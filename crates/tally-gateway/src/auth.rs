// SPDX-FileCopyrightText: 2026 Tally Contributors
// SPDX-License-Identifier: MIT OR Apache-2.0

//! Webhook authentication middleware.
//!
//! Telegram proves origin with a shared secret header chosen at
//! `setWebhook` time; Meta signs each WhatsApp delivery with the app secret.
//! Both checks are skipped when the corresponding secret is not configured.

use axum::{
    body::{Body, to_bytes},
    extract::{Request, State},
    http::StatusCode,
    middleware::Next,
    response::Response,
};

use crate::server::GatewayState;

pub const TELEGRAM_SECRET_HEADER: &str = "x-telegram-bot-api-secret-token";
pub const WHATSAPP_SIGNATURE_HEADER: &str = "x-hub-signature-256";

/// Largest webhook body accepted for signature checking.
const MAX_BODY_BYTES: usize = 2 * 1024 * 1024;

/// Rejects Telegram deliveries whose secret header does not match.
pub async fn telegram_secret(
    State(state): State<GatewayState>,
    request: Request,
    next: Next,
) -> Result<Response, StatusCode> {
    let Some(channel) = state.telegram.as_ref() else {
        return Err(StatusCode::NOT_FOUND);
    };

    if let Some(expected) = channel.webhook_secret() {
        let provided = request
            .headers()
            .get(TELEGRAM_SECRET_HEADER)
            .and_then(|v| v.to_str().ok());
        if !provided.is_some_and(|p| constant_time_eq(p.as_bytes(), expected.as_bytes())) {
            tracing::warn!("telegram webhook rejected: secret token mismatch");
            return Err(StatusCode::UNAUTHORIZED);
        }
    }

    Ok(next.run(request).await)
}

/// Rejects WhatsApp deliveries whose `X-Hub-Signature-256` does not verify.
///
/// The body is buffered to compute the HMAC and handed on unchanged.
pub async fn whatsapp_signature(
    State(state): State<GatewayState>,
    request: Request,
    next: Next,
) -> Result<Response, StatusCode> {
    let Some(channel) = state.whatsapp.as_ref() else {
        return Err(StatusCode::NOT_FOUND);
    };

    let (parts, body) = request.into_parts();
    let bytes = to_bytes(body, MAX_BODY_BYTES)
        .await
        .map_err(|_| StatusCode::PAYLOAD_TOO_LARGE)?;

    let signature = parts
        .headers
        .get(WHATSAPP_SIGNATURE_HEADER)
        .and_then(|v| v.to_str().ok());
    if !channel.verify_signature(signature, &bytes) {
        tracing::warn!("whatsapp webhook rejected: bad signature");
        return Err(StatusCode::UNAUTHORIZED);
    }

    Ok(next.run(Request::from_parts(parts, Body::from(bytes))).await)
}

fn constant_time_eq(a: &[u8], b: &[u8]) -> bool {
    if a.len() != b.len() {
        return false;
    }
    a.iter().zip(b).fold(0u8, |acc, (x, y)| acc | (x ^ y)) == 0
}
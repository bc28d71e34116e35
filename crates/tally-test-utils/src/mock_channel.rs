// SPDX-FileCopyrightText: 2026 Tally Contributors
// SPDX-License-Identifier: MIT OR Apache-2.0

//! Mock channel adapter for deterministic testing.
//!
//! `MockChannel` implements `ChannelAdapter` and captures every outbound
//! message for assertion in tests. It can impersonate either platform's
//! capabilities so capability-driven rendering is exercised.

use async_trait::async_trait;
use tokio::sync::Mutex;

use tally_core::{
    AdapterType, Button, ChannelAdapter, ChannelCapabilities, ChannelEvent, ChatId,
    HealthStatus, Keyboard, ListSection, PluginAdapter, TallyError,
};

/// One captured outbound message.
#[derive(Debug, Clone, PartialEq)]
pub enum Sent {
    Text {
        chat: ChatId,
        text: String,
        keyboard: Option<Keyboard>,
    },
    Buttons {
        chat: ChatId,
        body: String,
        buttons: Vec<Button>,
    },
    List {
        chat: ChatId,
        body: String,
        button_label: String,
        sections: Vec<ListSection>,
    },
    Document {
        chat: ChatId,
        filename: String,
        bytes: Vec<u8>,
        caption: Option<String>,
    },
}

impl Sent {
    /// The visible text of the message; a document's caption.
    pub fn body(&self) -> &str {
        match self {
            Self::Text { text, .. } => text,
            Self::Buttons { body, .. } | Self::List { body, .. } => body,
            Self::Document { caption, .. } => caption.as_deref().unwrap_or_default(),
        }
    }

    /// Callback data of every option offered, in order.
    pub fn options(&self) -> Vec<String> {
        match self {
            Self::Text {
                keyboard: Some(keyboard),
                ..
            } => keyboard.buttons().map(|b| b.data.clone()).collect(),
            Self::Buttons { buttons, .. } => buttons.iter().map(|b| b.data.clone()).collect(),
            Self::List { sections, .. } => sections
                .iter()
                .flat_map(|s| s.rows.iter().map(|r| r.id.clone()))
                .collect(),
            _ => Vec::new(),
        }
    }

    /// Label of the offered option carrying `data`.
    pub fn label_of(&self, data: &str) -> Option<String> {
        match self {
            Self::Text {
                keyboard: Some(keyboard),
                ..
            } => keyboard
                .buttons()
                .find(|b| b.data == data)
                .map(|b| b.label.clone()),
            Self::Buttons { buttons, .. } => buttons
                .iter()
                .find(|b| b.data == data)
                .map(|b| b.label.clone()),
            Self::List { sections, .. } => sections
                .iter()
                .flat_map(|s| s.rows.iter())
                .find(|r| r.id == data)
                .map(|r| r.title.clone()),
            _ => None,
        }
    }
}

/// A mock messaging channel for testing.
pub struct MockChannel {
    name: &'static str,
    display_name: &'static str,
    capabilities: ChannelCapabilities,
    sent: Mutex<Vec<Sent>>,
    acks: Mutex<Vec<String>>,
}

impl MockChannel {
    /// A channel with inline keyboards and document support, like Telegram.
    pub fn telegram() -> Self {
        Self {
            name: "telegram",
            display_name: "Telegram",
            capabilities: ChannelCapabilities {
                inline_keyboards: true,
                max_buttons: 100,
                max_list_rows: 100,
                max_message_length: 4096,
                supports_documents: true,
                supports_images: true,
                supports_voice: true,
            },
            sent: Mutex::new(Vec::new()),
            acks: Mutex::new(Vec::new()),
        }
    }

    /// A channel limited to three reply buttons and ten list rows, like WhatsApp.
    pub fn whatsapp() -> Self {
        Self {
            name: "whatsapp",
            display_name: "WhatsApp",
            capabilities: ChannelCapabilities {
                inline_keyboards: false,
                max_buttons: 3,
                max_list_rows: 10,
                max_message_length: 4096,
                supports_documents: true,
                supports_images: true,
                supports_voice: true,
            },
            sent: Mutex::new(Vec::new()),
            acks: Mutex::new(Vec::new()),
        }
    }

    /// Override the reported capabilities.
    pub fn with_capabilities(mut self, capabilities: ChannelCapabilities) -> Self {
        self.capabilities = capabilities;
        self
    }

    /// Everything sent so far, in order.
    pub async fn sent(&self) -> Vec<Sent> {
        self.sent.lock().await.clone()
    }

    pub async fn sent_count(&self) -> usize {
        self.sent.lock().await.len()
    }

    pub async fn last(&self) -> Option<Sent> {
        self.sent.lock().await.last().cloned()
    }

    /// Body of the most recent message, or an empty string.
    pub async fn last_text(&self) -> String {
        self.last()
            .await
            .map(|s| s.body().to_string())
            .unwrap_or_default()
    }

    /// Options offered by the most recent message that offered any.
    pub async fn last_options(&self) -> Vec<String> {
        self.sent
            .lock()
            .await
            .iter()
            .rev()
            .map(Sent::options)
            .find(|o| !o.is_empty())
            .unwrap_or_default()
    }

    /// Callback data of the most recently offered option whose label
    /// contains `label`.
    pub async fn option_labelled(&self, label: &str) -> Option<String> {
        let sent = self.sent.lock().await;
        sent.iter().rev().find_map(|s| {
            s.options()
                .into_iter()
                .find(|data| s.label_of(data).is_some_and(|l| l.contains(label)))
        })
    }

    pub async fn documents(&self) -> Vec<Sent> {
        self.sent
            .lock()
            .await
            .iter()
            .filter(|s| matches!(s, Sent::Document { .. }))
            .cloned()
            .collect()
    }

    /// Callback ids passed to `acknowledge_button`.
    pub async fn acks(&self) -> Vec<String> {
        self.acks.lock().await.clone()
    }

    pub async fn clear_sent(&self) {
        self.sent.lock().await.clear();
    }
}

impl Default for MockChannel {
    fn default() -> Self {
        Self::telegram()
    }
}

#[async_trait]
impl PluginAdapter for MockChannel {
    fn name(&self) -> &str {
        self.name
    }

    fn version(&self) -> semver::Version {
        semver::Version::new(0, 1, 0)
    }

    fn adapter_type(&self) -> AdapterType {
        AdapterType::Channel
    }

    async fn health_check(&self) -> Result<HealthStatus, TallyError> {
        Ok(HealthStatus::Healthy)
    }

    async fn shutdown(&self) -> Result<(), TallyError> {
        Ok(())
    }
}

#[async_trait]
impl ChannelAdapter for MockChannel {
    fn capabilities(&self) -> ChannelCapabilities {
        self.capabilities.clone()
    }

    fn display_name(&self) -> &str {
        self.display_name
    }

    /// Accepts a JSON-encoded [`ChannelEvent`] or a JSON array of them.
    async fn normalize_inbound(&self, raw: &[u8]) -> Result<Vec<ChannelEvent>, TallyError> {
        if let Ok(events) = serde_json::from_slice::<Vec<ChannelEvent>>(raw) {
            return Ok(events);
        }
        Ok(vec![serde_json::from_slice::<ChannelEvent>(raw)?])
    }

    async fn send_text(&self, chat: &ChatId, text: &str, keyboard: Option<&Keyboard>) -> bool {
        self.sent.lock().await.push(Sent::Text {
            chat: chat.clone(),
            text: text.to_string(),
            keyboard: keyboard.cloned(),
        });
        true
    }

    async fn send_buttons(&self, chat: &ChatId, body: &str, buttons: &[Button]) -> bool {
        self.sent.lock().await.push(Sent::Buttons {
            chat: chat.clone(),
            body: body.to_string(),
            buttons: buttons.to_vec(),
        });
        true
    }

    async fn send_list(
        &self,
        chat: &ChatId,
        body: &str,
        button_label: &str,
        sections: &[ListSection],
    ) -> bool {
        self.sent.lock().await.push(Sent::List {
            chat: chat.clone(),
            body: body.to_string(),
            button_label: button_label.to_string(),
            sections: sections.to_vec(),
        });
        true
    }

    async fn send_document(
        &self,
        chat: &ChatId,
        filename: &str,
        bytes: Vec<u8>,
        caption: Option<&str>,
    ) -> bool {
        self.sent.lock().await.push(Sent::Document {
            chat: chat.clone(),
            filename: filename.to_string(),
            bytes,
            caption: caption.map(str::to_string),
        });
        true
    }

    async fn acknowledge_button(&self, callback_id: &str) -> bool {
        self.acks.lock().await.push(callback_id.to_string());
        true
    }
}
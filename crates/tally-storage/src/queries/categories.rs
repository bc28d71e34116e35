// SPDX-FileCopyrightText: 2026 Tally Contributors
// SPDX-License-Identifier: MIT OR Apache-2.0

//! Category CRUD operations.

use rusqlite::{Connection, Row, params};
use tally_core::{Category, NewCategory, TallyError};

use crate::database::{Database, map_tr_err};
use crate::queries::optional;

pub(crate) const COLUMNS: &str =
    "id, name, color, icon, budget_amount, allocated_funds, balance, created_at";

pub(crate) fn from_row(row: &Row<'_>) -> rusqlite::Result<Category> {
    Ok(Category {
        id: row.get(0)?,
        name: row.get(1)?,
        color: row.get(2)?,
        icon: row.get(3)?,
        budget_amount: row.get(4)?,
        allocated_funds: row.get(5)?,
        balance: row.get(6)?,
        created_at: row.get(7)?,
    })
}

pub(crate) fn select_by_id(conn: &Connection, id: i64) -> rusqlite::Result<Option<Category>> {
    optional(conn.query_row(
        &format!("SELECT {COLUMNS} FROM categories WHERE id = ?1"),
        params![id],
        from_row,
    ))
}

/// List all categories ordered by name.
pub async fn list_categories(db: &Database) -> Result<Vec<Category>, TallyError> {
    db.connection()
        .call(|conn| -> Result<Vec<Category>, rusqlite::Error> {
            let mut stmt = conn.prepare(&format!(
                "SELECT {COLUMNS} FROM categories ORDER BY name COLLATE NOCASE"
            ))?;
            let rows = stmt.query_map([], from_row)?;
            rows.collect()
        })
        .await
        .map_err(map_tr_err)
}

/// Get a category by id.
pub async fn get_category(db: &Database, id: i64) -> Result<Option<Category>, TallyError> {
    db.connection()
        .call(move |conn| -> Result<Option<Category>, rusqlite::Error> { select_by_id(conn, id) })
        .await
        .map_err(map_tr_err)
}

/// Find a category by name, ignoring case and surrounding whitespace.
pub async fn find_category(db: &Database, name: &str) -> Result<Option<Category>, TallyError> {
    let name = name.trim().to_string();
    db.connection()
        .call(move |conn| -> Result<Option<Category>, rusqlite::Error> {
            optional(conn.query_row(
                &format!("SELECT {COLUMNS} FROM categories WHERE name = ?1 COLLATE NOCASE"),
                params![name],
                from_row,
            ))
        })
        .await
        .map_err(map_tr_err)
}

/// Create a category. Initial allocated funds also seed the balance.
pub async fn create_category(db: &Database, category: NewCategory) -> Result<Category, TallyError> {
    let name = category.name.trim().to_string();
    if name.is_empty() {
        return Err(TallyError::Validation("category name must not be empty".into()));
    }
    db.connection()
        .call(move |conn| -> Result<Category, rusqlite::Error> {
            let allocated = category.allocated_funds.unwrap_or(0.0);
            conn.execute(
                "INSERT INTO categories (name, color, icon, budget_amount, allocated_funds, balance)
                 VALUES (?1, COALESCE(?2, '#6b7280'), COALESCE(?3, '📁'), ?4, ?5, ?5)",
                params![
                    name,
                    category.color,
                    category.icon,
                    category.budget_amount.unwrap_or(0.0),
                    allocated,
                ],
            )?;
            let id = conn.last_insert_rowid();
            select_by_id(conn, id)?.ok_or(rusqlite::Error::QueryReturnedNoRows)
        })
        .await
        .map_err(map_tr_err)
}
// SPDX-FileCopyrightText: 2026 Tally Contributors
// SPDX-License-Identifier: MIT OR Apache-2.0

//! Media download for Telegram messages.
//!
//! Receipts and voice notes arrive as file references; the bytes are fetched
//! here so the dialogue layer only ever sees a [`MediaPayload`].

use tally_core::{MediaPayload, TallyError};
use teloxide::net::Download;
use teloxide::prelude::*;
use teloxide::types::{Document, FileMeta, PhotoSize, Voice};
use tracing::debug;

/// Downloads a file from Telegram servers by its file metadata.
///
/// Uses the Bot API's `getFile` to resolve the file path, then downloads
/// the file content as bytes.
pub async fn download_file(bot: &Bot, file_meta: &FileMeta) -> Result<Vec<u8>, TallyError> {
    let file = bot
        .get_file(file_meta.id.clone())
        .await
        .map_err(|e| TallyError::Channel {
            message: format!("failed to get file info: {e}"),
            source: Some(Box::new(e)),
        })?;

    let mut buf = Vec::new();
    bot.download_file(&file.path, &mut buf)
        .await
        .map_err(|e| TallyError::Channel {
            message: format!("failed to download file: {e}"),
            source: Some(Box::new(e)),
        })?;

    debug!(
        file_id = %file_meta.id,
        size = buf.len(),
        "downloaded file from Telegram"
    );
    Ok(buf)
}

/// Downloads the largest variant of a photo (Telegram lists sizes ascending).
pub async fn photo_payload(bot: &Bot, photos: &[PhotoSize]) -> Result<MediaPayload, TallyError> {
    let largest = photos
        .last()
        .ok_or_else(|| TallyError::channel("photo array is empty"))?;

    Ok(MediaPayload {
        bytes: download_file(bot, &largest.file).await?,
        mime_type: "image/jpeg".to_string(),
    })
}

/// Downloads an image sent as a file (uncompressed photo).
///
/// Returns `None` for documents that are not images.
pub async fn image_document_payload(
    bot: &Bot,
    doc: &Document,
) -> Result<Option<MediaPayload>, TallyError> {
    let Some(mime_type) = doc.mime_type.as_ref().map(|m| m.to_string()) else {
        return Ok(None);
    };
    if !is_image_mime(&mime_type) {
        return Ok(None);
    }

    Ok(Some(MediaPayload {
        bytes: download_file(bot, &doc.file).await?,
        mime_type,
    }))
}

pub async fn voice_payload(bot: &Bot, voice: &Voice) -> Result<MediaPayload, TallyError> {
    let mime_type = voice
        .mime_type
        .as_ref()
        .map(|m| m.to_string())
        .unwrap_or_else(|| "audio/ogg".to_string());

    Ok(MediaPayload {
        bytes: download_file(bot, &voice.file).await?,
        mime_type,
    })
}

fn is_image_mime(mime: &str) -> bool {
    mime.starts_with("image/")
}

#[cfg(test)]
mod tests {
    use super::*;

    #[test]
    fn only_image_documents_count_as_receipts() {
        assert!(is_image_mime("image/png"));
        assert!(is_image_mime("image/jpeg"));
        assert!(!is_image_mime("application/pdf"));
        assert!(!is_image_mime("text/csv"));
    }
}
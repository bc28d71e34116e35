// SPDX-FileCopyrightText: 2026 Tally Contributors
// SPDX-License-Identifier: MIT OR Apache-2.0

//! Telegram channel adapter for the Tally expense bot.
//!
//! Implements [`ChannelAdapter`] for the Telegram Bot API via teloxide:
//! webhook update normalization, inline keyboards, callback
//! acknowledgement, and HTML formatting of replies.

pub mod handler;
pub mod markdown;
pub mod media;

use async_trait::async_trait;
use tally_config::model::TelegramConfig;
use tally_core::{
    AdapterType, Button, ChannelAdapter, ChannelCapabilities, ChannelEvent, ChatId,
    HealthStatus, Keyboard, ListSection, PluginAdapter, TallyError,
};
use teloxide::prelude::*;
use teloxide::types::{
    CallbackQueryId, InlineKeyboardButton, InlineKeyboardMarkup, InputFile, ParseMode,
};
use tracing::{debug, info, warn};

const MAX_MESSAGE_LENGTH: usize = 4096;
const MAX_BUTTON_LABEL: usize = 64;

/// Telegram channel adapter implementing [`ChannelAdapter`].
///
/// Inbound updates arrive through the gateway webhook and are handed to
/// [`normalize_inbound`](ChannelAdapter::normalize_inbound). Without a bot
/// token the adapter still normalizes text, but every send returns `false`.
pub struct TelegramChannel {
    bot: Option<Bot>,
    config: TelegramConfig,
}

impl TelegramChannel {
    /// Creates a new Telegram channel adapter.
    ///
    /// A missing or empty `bot_token` yields a disabled adapter.
    pub fn new(config: TelegramConfig) -> Self {
        let bot = config
            .bot_token
            .as_deref()
            .filter(|token| !token.is_empty())
            .map(Bot::new);
        if bot.is_none() {
            info!("telegram.bot_token not set; Telegram sends are disabled");
        }
        Self { bot, config }
    }

    /// Points the bot at a different Bot API server.
    pub fn with_api_url(mut self, url: &str) -> Result<Self, TallyError> {
        if let Some(bot) = self.bot.take() {
            let url = url
                .parse()
                .map_err(|e| TallyError::Config(format!("invalid Telegram API url: {e}")))?;
            self.bot = Some(bot.set_api_url(url));
        }
        Ok(self)
    }

    pub fn is_enabled(&self) -> bool {
        self.bot.is_some()
    }

    /// Expected `X-Telegram-Bot-Api-Secret-Token` header, if configured.
    pub fn webhook_secret(&self) -> Option<&str> {
        self.config.webhook_secret.as_deref().filter(|s| !s.is_empty())
    }

    fn bot(&self) -> Option<&Bot> {
        if self.bot.is_none() {
            debug!("Telegram send skipped: channel not configured");
        }
        self.bot.as_ref()
    }

    /// Sends one message (split if too long), keyboard on the last chunk.
    ///
    /// HTML is tried first; if Telegram rejects the entities the chunk is
    /// resent as plain text.
    async fn deliver(&self, chat: &ChatId, text: &str, markup: Option<InlineKeyboardMarkup>) -> bool {
        let Some(bot) = self.bot() else {
            return false;
        };
        let Some(chat_id) = parse_chat_id(chat) else {
            return false;
        };

        let chunks = markdown::split_message(text, MAX_MESSAGE_LENGTH);
        let last = chunks.len().saturating_sub(1);
        for (i, chunk) in chunks.iter().enumerate() {
            let markup = if i == last { markup.clone() } else { None };

            let mut request = bot
                .send_message(chat_id, markdown::to_html(chunk))
                .parse_mode(ParseMode::Html);
            if let Some(ref m) = markup {
                request = request.reply_markup(m.clone());
            }
            let Err(e) = request.await else {
                continue;
            };

            warn!(chat_id = %chat, error = %e, "HTML send failed, retrying as plain text");
            let mut request = bot.send_message(chat_id, markdown::to_plain(chunk));
            if let Some(m) = markup {
                request = request.reply_markup(m);
            }
            if let Err(e) = request.await {
                warn!(chat_id = %chat, error = %e, "failed to send Telegram message");
                return false;
            }
        }
        true
    }
}

/// Converts a keyboard into Telegram's inline markup, row for row.
pub fn inline_markup(keyboard: &Keyboard) -> InlineKeyboardMarkup {
    InlineKeyboardMarkup::new(
        keyboard
            .rows
            .iter()
            .map(|row| row.iter().map(inline_button).collect::<Vec<_>>()),
    )
}

fn inline_button(button: &Button) -> InlineKeyboardButton {
    let label: String = button.label.chars().take(MAX_BUTTON_LABEL).collect();
    InlineKeyboardButton::callback(label, button.data.clone())
}

/// Telegram has no list widget; each row becomes one inline button.
pub fn list_markup(sections: &[ListSection]) -> InlineKeyboardMarkup {
    let buttons = sections
        .iter()
        .flat_map(|section| &section.rows)
        .map(|row| Button::new(row.title.clone(), row.id.clone()));
    inline_markup(&Keyboard::column(buttons))
}

fn parse_chat_id(chat: &ChatId) -> Option<teloxide::types::ChatId> {
    match chat.as_str().parse::<i64>() {
        Ok(id) => Some(teloxide::types::ChatId(id)),
        Err(e) => {
            warn!(chat_id = %chat, error = %e, "invalid Telegram chat id");
            None
        }
    }
}

#[async_trait]
impl PluginAdapter for TelegramChannel {
    fn name(&self) -> &str {
        "telegram"
    }

    fn version(&self) -> semver::Version {
        semver::Version::new(0, 1, 0)
    }

    fn adapter_type(&self) -> AdapterType {
        AdapterType::Channel
    }

    async fn health_check(&self) -> Result<HealthStatus, TallyError> {
        let Some(bot) = self.bot.as_ref() else {
            return Ok(HealthStatus::Degraded("bot token not configured".into()));
        };
        // Check if the bot token is valid by calling getMe.
        match bot.get_me().await {
            Ok(_) => Ok(HealthStatus::Healthy),
            Err(e) => Ok(HealthStatus::Unhealthy(format!(
                "Telegram bot unreachable: {e}"
            ))),
        }
    }

    async fn shutdown(&self) -> Result<(), TallyError> {
        debug!("Telegram channel shutting down");
        Ok(())
    }
}

#[async_trait]
impl ChannelAdapter for TelegramChannel {
    fn capabilities(&self) -> ChannelCapabilities {
        ChannelCapabilities {
            inline_keyboards: true,
            max_buttons: 100,
            max_list_rows: 100,
            max_message_length: MAX_MESSAGE_LENGTH,
            supports_documents: true,
            supports_images: true,
            supports_voice: true,
        }
    }

    fn display_name(&self) -> &str {
        "Telegram"
    }

    async fn normalize_inbound(&self, raw: &[u8]) -> Result<Vec<ChannelEvent>, TallyError> {
        let update: Update = serde_json::from_slice(raw)
            .map_err(|e| TallyError::channel(format!("malformed Telegram update: {e}")))?;
        handler::normalize_update(self.bot.as_ref(), update, &self.config.allowed_chats).await
    }

    async fn send_text(&self, chat: &ChatId, text: &str, keyboard: Option<&Keyboard>) -> bool {
        let markup = keyboard.filter(|k| !k.is_empty()).map(inline_markup);
        self.deliver(chat, text, markup).await
    }

    async fn send_buttons(&self, chat: &ChatId, body: &str, buttons: &[Button]) -> bool {
        let keyboard = Keyboard::column(buttons.iter().cloned());
        self.send_text(chat, body, Some(&keyboard)).await
    }

    async fn send_list(
        &self,
        chat: &ChatId,
        body: &str,
        _button_label: &str,
        sections: &[ListSection],
    ) -> bool {
        self.deliver(chat, body, Some(list_markup(sections))).await
    }

    async fn send_document(
        &self,
        chat: &ChatId,
        filename: &str,
        bytes: Vec<u8>,
        caption: Option<&str>,
    ) -> bool {
        let Some(bot) = self.bot() else {
            return false;
        };
        let Some(chat_id) = parse_chat_id(chat) else {
            return false;
        };

        let file = InputFile::memory(bytes).file_name(filename.to_string());
        let mut request = bot.send_document(chat_id, file);
        if let Some(caption) = caption {
            request = request.caption(markdown::to_plain(caption));
        }
        match request.await {
            Ok(_) => true,
            Err(e) => {
                warn!(chat_id = %chat, filename, error = %e, "failed to send Telegram document");
                false
            }
        }
    }

    async fn acknowledge_button(&self, callback_id: &str) -> bool {
        let Some(bot) = self.bot() else {
            return false;
        };
        match bot
            .answer_callback_query(CallbackQueryId(callback_id.to_string()))
            .await
        {
            Ok(_) => true,
            Err(e) => {
                warn!(error = %e, "failed to answer callback query");
                false
            }
        }
    }
}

YOUR TASK: Beginning with the first line of the listing above, print each line exactly until you have printed the line that contains "let bytes = to_bytes(body, MAX_BODY_BYTES)".

FINAL ANSWER:
filename crates/tally-gateway/src/auth.rs
// SPDX-FileCopyrightText: 2026 Tally Contributors
// SPDX-License-Identifier: MIT OR Apache-2.0

//! Webhook authentication middleware.
//!
//! Telegram proves origin with a shared secret header chosen at
//! `setWebhook` time; Meta signs each WhatsApp delivery with the app secret.
//! Both checks are skipped when the corresponding secret is not configured.

use axum::{
    body::{Body, to_bytes},
    extract::{Request, State},
    http::StatusCode,
    middleware::Next,
    response::Response,
};

use crate::server::GatewayState;

pub const TELEGRAM_SECRET_HEADER: &str = "x-telegram-bot-api-secret-token";
pub const WHATSAPP_SIGNATURE_HEADER: &str = "x-hub-signature-256";

/// Largest webhook body accepted for signature checking.
const MAX_BODY_BYTES: usize = 2 * 1024 * 1024;

/// Rejects Telegram deliveries whose secret header does not match.
pub async fn telegram_secret(
    State(state): State<GatewayState>,
    request: Request,
    next: Next,
) -> Result<Response, StatusCode> {
    let Some(channel) = state.telegram.as_ref() else {
        return Err(StatusCode::NOT_FOUND);
    };

    if let Some(expected) = channel.webhook_secret() {
        let provided = request
            .headers()
            .get(TELEGRAM_SECRET_HEADER)
            .and_then(|v| v.to_str().ok());
        if !provided.is_some_and(|p| constant_time_eq(p.as_bytes(), expected.as_bytes())) {
            tracing::warn!("telegram webhook rejected: secret token mismatch");
            return Err(StatusCode::UNAUTHORIZED);
        }
    }

    Ok(next.run(request).await)
}

/// Rejects WhatsApp deliveries whose `X-Hub-Signature-256` does not verify.
///
/// The body is buffered to compute the HMAC and handed on unchanged.
pub async fn whatsapp_signature(
    State(state): State<GatewayState>,
    request: Request,
    next: Next,
) -> Result<Response, StatusCode> {
    let Some(channel) = state.whatsapp.as_ref() else {
        return Err(StatusCode::NOT_FOUND);
    };

    let (parts, body) = request.into_parts();
    let bytes = to_bytes(body, MAX_BODY_BYTES)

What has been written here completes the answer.